Extracted data:
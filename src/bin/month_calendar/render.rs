use std::convert::Infallible;
use std::path::Path;

use anyhow::{Context, Result};
use month_calendar::{
    draw::{draw_instructions, DrawError, ImageTarget, MonoCanvas, TextCanvas, TtfCanvas},
    ColorPolicy, FontProfile, HolidaySet, LayoutConstants, MonthLayoutEngine,
};

pub struct RenderJob<'a> {
    pub year: i32,
    pub month: u32,
    pub profile: &'a FontProfile,
    pub colors: &'a ColorPolicy,
    pub constants: LayoutConstants,
    pub holidays: &'a HolidaySet,
    pub holiday_color: bool,
}

/// A text canvas backed by a whole calendar page
pub trait PageCanvas: TextCanvas + Sized {
    fn blank(constants: &LayoutConstants) -> Self;

    fn fill(&mut self, color: &str) -> Result<(), Self::Error>;

    fn into_page(self) -> ImageTarget;
}

impl PageCanvas for TtfCanvas {
    fn blank(constants: &LayoutConstants) -> Self {
        TtfCanvas::new(ImageTarget::new(constants.canvas_width, constants.canvas_height))
    }

    fn fill(&mut self, color: &str) -> Result<(), DrawError<Infallible>> {
        self.clear(color)
    }

    fn into_page(self) -> ImageTarget {
        self.into_inner()
    }
}

impl PageCanvas for MonoCanvas<ImageTarget> {
    fn blank(constants: &LayoutConstants) -> Self {
        MonoCanvas::new(ImageTarget::new(constants.canvas_width, constants.canvas_height))
    }

    fn fill(&mut self, color: &str) -> Result<(), DrawError<Infallible>> {
        self.clear(color)
    }

    fn into_page(self) -> ImageTarget {
        self.into_inner()
    }
}

pub fn render_month<C>(job: &RenderJob<'_>, font: &C::Font, path: &Path) -> Result<()>
where
    C: PageCanvas,
    C::Font: Clone,
    C::Error: std::error::Error + Send + Sync + 'static,
{
    let mut canvas = C::blank(&job.constants);
    canvas.fill(job.colors.background)?;

    let layout = MonthLayoutEngine::new(&canvas, job.constants)
        .with_holiday_color(job.holiday_color)
        .layout(
            job.year,
            job.month,
            job.profile,
            font,
            job.colors,
            job.holidays,
        )?;
    draw_instructions(&mut canvas, &layout)?;

    canvas
        .into_page()
        .save(path)
        .with_context(|| format!("Failed to write {}", path.display()))
}
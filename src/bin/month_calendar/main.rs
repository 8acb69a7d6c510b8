use std::fs;
use std::path::PathBuf;

use anyhow::{Context, Result};
use chrono::Datelike;
use clap::Parser;
use log::{info, warn};
use month_calendar::{
    calendar_utils::MonthDate,
    colors,
    draw::{text_styles::nearest_profont, ImageTarget, MonoCanvas, TtfCanvas, TtfFont},
    fonts,
    holidays::{HolidayCache, HolidayFetch, HolidayFetchError, HolidayOracle, HolidayProvider},
    LayoutConstants,
};

mod render;

use render::RenderJob;

#[derive(Debug, Parser)]
#[command(name = "month-calendar", version, about = "Render printable monthly calendar images")]
struct Args {
    /// Year to render, defaults to the current one
    #[arg(long)]
    year: Option<i32>,

    /// Render only this month instead of the whole year
    #[arg(long, value_parser = clap::value_parser!(u32).range(1..=12))]
    month: Option<u32>,

    #[arg(long, default_value = fonts::DEFAULT_FONT)]
    font: String,

    /// Directory the fonts' relative FONT_PATHs are resolved against
    #[arg(long, default_value = ".")]
    font_dir: PathBuf,

    /// Color preset
    #[arg(long, default_value = colors::DEFAULT_PRESET)]
    preset: String,

    /// Text size in pixels. With --bitmap-font, the nearest profont point size.
    #[arg(long, default_value_t = 24)]
    font_size: u32,

    /// Draw with the built-in profont bitmap font instead of the TTF file
    #[arg(long)]
    bitmap_font: bool,

    /// JSON file overriding layout anchors
    #[arg(long)]
    layout: Option<PathBuf>,

    #[arg(long)]
    no_holiday_color: bool,

    /// Skip the holiday fetch
    #[arg(long)]
    offline: bool,

    #[arg(long, default_value = ".")]
    out_dir: PathBuf,

    /// Print the available fonts and presets and exit
    #[arg(long)]
    list: bool,
}

fn main() -> Result<()> {
    env_logger::Builder::from_env(env_logger::Env::default().default_filter_or("info")).init();

    let args = Args::parse();

    if args.list {
        for name in fonts::font_names()? {
            println!("font: {name}");
        }
        for name in colors::preset_names() {
            println!("preset: {name}");
        }
        return Ok(());
    }

    let year = args.year.unwrap_or_else(|| chrono::Local::now().year());
    let months: Vec<MonthDate> = MonthDate::months_of_year(year)?
        .into_iter()
        .filter(|date| args.month.map_or(true, |m| date.month().number_from_month() == m))
        .collect();
    let profile = fonts::lookup(&args.font)?;
    let colors = colors::lookup(&args.preset)?;
    let constants = match &args.layout {
        Some(path) => {
            let json = fs::read_to_string(path)
                .with_context(|| format!("Failed to read layout file {}", path.display()))?;
            LayoutConstants::from_json(&json)
                .with_context(|| format!("Invalid layout file {}", path.display()))?
        }
        None => LayoutConstants::default(),
    };

    let outline_font = if args.bitmap_font {
        info!("Rendering {year} with the bitmap font, preset {}", args.preset);
        None
    } else {
        let font = TtfFont::for_profile(profile, &args.font_dir, args.font_size as f32)
            .context("Pass --font-dir pointing at the fonts, or --bitmap-font to render without them")?;
        info!(
            "Rendering {year} with font {} ({}), preset {}",
            args.font,
            font.path().display(),
            args.preset
        );
        Some(font)
    };
    let bitmap_font = nearest_profont(args.font_size);

    let mut holidays = if args.offline || args.no_holiday_color {
        None
    } else {
        match holiday_provider() {
            Ok(provider) => Some(HolidayCache::new(HolidayOracle::new(provider))),
            Err(e) => {
                warn!("Holiday provider unavailable, rendering without holidays: {e}");
                None
            }
        }
    };
    let no_holidays = HolidayFetch::default();

    fs::create_dir_all(&args.out_dir)
        .with_context(|| format!("Failed to create {}", args.out_dir.display()))?;

    for date in months {
        let fetch = match holidays.as_mut() {
            Some(cache) => cache.get_or_fetch(date.year()),
            None => &no_holidays,
        };
        let month = date.month().number_from_month();
        let path = args.out_dir.join(format!("calendar_{year}_{month:02}.png"));
        let job = RenderJob {
            year,
            month,
            profile,
            colors,
            constants,
            holidays: &fetch.holidays,
            holiday_color: !args.no_holiday_color,
        };
        match &outline_font {
            Some(font) => render::render_month::<TtfCanvas>(&job, font, &path)?,
            None => render::render_month::<MonoCanvas<ImageTarget>>(&job, &bitmap_font, &path)?,
        }
        info!("Wrote {}", path.display());
    }

    Ok(())
}

#[cfg(feature = "nager")]
fn holiday_provider() -> Result<impl HolidayProvider, HolidayFetchError> {
    month_calendar::holidays::NagerDateProvider::new()
}

#[cfg(not(feature = "nager"))]
fn holiday_provider() -> Result<impl HolidayProvider, HolidayFetchError> {
    struct Unconfigured;

    impl HolidayProvider for Unconfigured {
        fn fetch_raw(&self, _year: i32) -> Result<String, HolidayFetchError> {
            Err(HolidayFetchError::Transport(
                "built without a holiday provider".to_owned(),
            ))
        }
    }

    Ok(Unconfigured)
}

Problem details: A verbatim copy of every entry is required.

Answer for this exercise:
filename src/bin/month_calendar/render.rs
use std::convert::Infallible;
use std::path::Path;

use anyhow::{Context, Result};
use month_calendar::{
    draw::{draw_instructions, DrawError, ImageTarget, MonoCanvas, TextCanvas, TtfCanvas},
    ColorPolicy, FontProfile, HolidaySet, LayoutConstants, MonthLayoutEngine,
};

pub struct RenderJob<'a> {
    pub year: i32,
    pub month: u32,
    pub profile: &'a FontProfile,
    pub colors: &'a ColorPolicy,
    pub constants: LayoutConstants,
    pub holidays: &'a HolidaySet,
    pub holiday_color: bool,
}

/// A text canvas backed by a whole calendar page
pub trait PageCanvas: TextCanvas + Sized {
    fn blank(constants: &LayoutConstants) -> Self;

    fn fill(&mut self, color: &str) -> Result<(), Self::Error>;

    fn into_page(self) -> ImageTarget;
}

impl PageCanvas for TtfCanvas {
    fn blank(constants: &LayoutConstants) -> Self {
        TtfCanvas::new(ImageTarget::new(constants.canvas_width, constants.canvas_height))
    }

    fn fill(&mut self, color: &str) -> Result<(), DrawError<Infallible>> {
        self.clear(color)
    }

    fn into_page(self) -> ImageTarget {
        self.into_inner()
    }
}

impl PageCanvas for MonoCanvas<ImageTarget> {
    fn blank(constants: &LayoutConstants) -> Self {
        MonoCanvas::new(ImageTarget::new(constants.canvas_width, constants.canvas_height))
    }

    fn fill(&mut self, color: &str) -> Result<(), DrawError<Infallible>> {
        self.clear(color)
    }

    fn into_page(self) -> ImageTarget {
        self.into_inner()
    }
}

pub fn render_month<C>(job: &RenderJob<'_>, font: &C::Font, path: &Path) -> Result<()>
where
    C: PageCanvas,
    C::Font: Clone,
    C::Error: std::error::Error + Send + Sync + 'static,
{
    let mut canvas = C::blank(&job.constants);
    canvas.fill(job.colors.background)?;

    let layout = MonthLayoutEngine::new(&canvas, job.constants)
        .with_holiday_color(job.holiday_color)
        .layout(
            job.year,
            job.month,
            job.profile,
            font,
            job.colors,
            job.holidays,
        )?;
    draw_instructions(&mut canvas, &layout)?;

    canvas
        .into_page()
        .save(path)
        .with_context(|| format!("Failed to write {}", path.display()))
}
filename src/bin/month_calendar/main.rs
repository 8acb69a7d6c510b8
use std::fs;
use std::path::PathBuf;

use anyhow::{Context, Result};
use chrono::Datelike;
use clap::Parser;
use log::{info, warn};
use month_calendar::{
    calendar_utils::MonthDate,
    colors,
    draw::{text_styles::nearest_profont, ImageTarget, MonoCanvas, TtfCanvas, TtfFont},
    fonts,
    holidays::{HolidayCache, HolidayFetch, HolidayFetchError, HolidayOracle, HolidayProvider},
    LayoutConstants,
};

mod render;

use render::RenderJob;

#[derive(Debug, Parser)]
#[command(name = "month-calendar", version, about = "Render printable monthly calendar images")]
struct Args {
    /// Year to render, defaults to the current one
    #[arg(long)]
    year: Option<i32>,

    /// Render only this month instead of the whole year
    #[arg(long, value_parser = clap::value_parser!(u32).range(1..=12))]
    month: Option<u32>,

    #[arg(long, default_value = fonts::DEFAULT_FONT)]
    font: String,

    /// Directory the fonts' relative FONT_PATHs are resolved against
    #[arg(long, default_value = ".")]
    font_dir: PathBuf,

    /// Color preset
    #[arg(long, default_value = colors::DEFAULT_PRESET)]
    preset: String,

    /// Text size in pixels. With --bitmap-font, the nearest profont point size.
    #[arg(long, default_value_t = 24)]
    font_size: u32,

    /// Draw with the built-in profont bitmap font instead of the TTF file
    #[arg(long)]
    bitmap_font: bool,

    /// JSON file overriding layout anchors
    #[arg(long)]
    layout: Option<PathBuf>,

    #[arg(long)]
    no_holiday_color: bool,

    /// Skip the holiday fetch
    #[arg(long)]
    offline: bool,

    #[arg(long, default_value = ".")]
    out_dir: PathBuf,

    /// Print the available fonts and presets and exit
    #[arg(long)]
    list: bool,
}

fn main() -> Result<()> {
    env_logger::Builder::from_env(env_logger::Env::default().default_filter_or("info")).init();

    let args = Args::parse();

    if args.list {
        for name in fonts::font_names()? {
            println!("font: {name}");
        }
        for name in colors::preset_names() {
            println!("preset: {name}");
        }
        return Ok(());
    }

    let year = args.year.unwrap_or_else(|| chrono::Local::now().year());
    let months: Vec<MonthDate> = MonthDate::months_of_year(year)?
        .into_iter()
        .filter(|date| args.month.map_or(true, |m| date.month().number_from_month() == m))
        .collect();
    let profile = fonts::lookup(&args.font)?;
    let colors = colors::lookup(&args.preset)?;
    let constants = match &args.layout {
        Some(path) => {
            let json = fs::read_to_string(path)
                .with_context(|| format!("Failed to read layout file {}", path.display()))?;
            LayoutConstants::from_json(&json)
                .with_context(|| format!("Invalid layout file {}", path.display()))?
        }
        None => LayoutConstants::default(),
    };

    let outline_font = if args.bitmap_font {
        info!("Rendering {year} with the bitmap font, preset {}", args.preset);
        None
    } else {
        let font = TtfFont::for_profile(profile, &args.font_dir, args.font_size as f32)
            .context("Pass --font-dir pointing at the fonts, or --bitmap-font to render without them")?;
        info!(
            "Rendering {year} with font {} ({}), preset {}",
            args.font,
            font.path().display(),
            args.preset
        );
        Some(font)
    };
    let bitmap_font = nearest_profont(args.font_size);

    let mut holidays = if args.offline || args.no_holiday_color {
        None
    } else {
        match holiday_provider() {
            Ok(provider) => Some(HolidayCache::new(HolidayOracle::new(provider))),
            Err(e) => {
                warn!("Holiday provider unavailable, rendering without holidays: {e}");
                None
            }
        }
    };
    let no_holidays = HolidayFetch::default();

    fs::create_dir_all(&args.out_dir)
        .with_context(|| format!("Failed to create {}", args.out_dir.display()))?;

    for date in months {
        let fetch = match holidays.as_mut() {
            Some(cache) => cache.get_or_fetch(date.year()),
            None => &no_holidays,
        };
        let month = date.month().number_from_month();
        let path = args.out_dir.join(format!("calendar_{year}_{month:02}.png"));
        let job = RenderJob {
            year,
            month,
            profile,
            colors,
            constants,
            holidays: &fetch.holidays,
            holiday_color: !args.no_holiday_color,
        };
        match &outline_font {
            Some(font) => render::render_month::<TtfCanvas>(&job, font, &path)?,
            None => render::render_month::<MonoCanvas<ImageTarget>>(&job, &bitmap_font, &path)?,
        }
        info!("Wrote {}", path.display());
    }

    Ok(())
}

#[cfg(feature = "nager")]
fn holiday_provider() -> Result<impl HolidayProvider, HolidayFetchError> {
    month_calendar::holidays::NagerDateProvider::new()
}

#[cfg(not(feature = "nager"))]
fn holiday_provider() -> Result<impl HolidayProvider, HolidayFetchError> {
    struct Unconfigured;

    impl HolidayProvider for Unconfigured {
        fn fetch_raw(&self, _year: i32) -> Result<String, HolidayFetchError> {
            Err(HolidayFetchError::Transport(
                "built without a holiday provider".to_owned(),
            ))
        }
    }

    Ok(Unconfigured)
}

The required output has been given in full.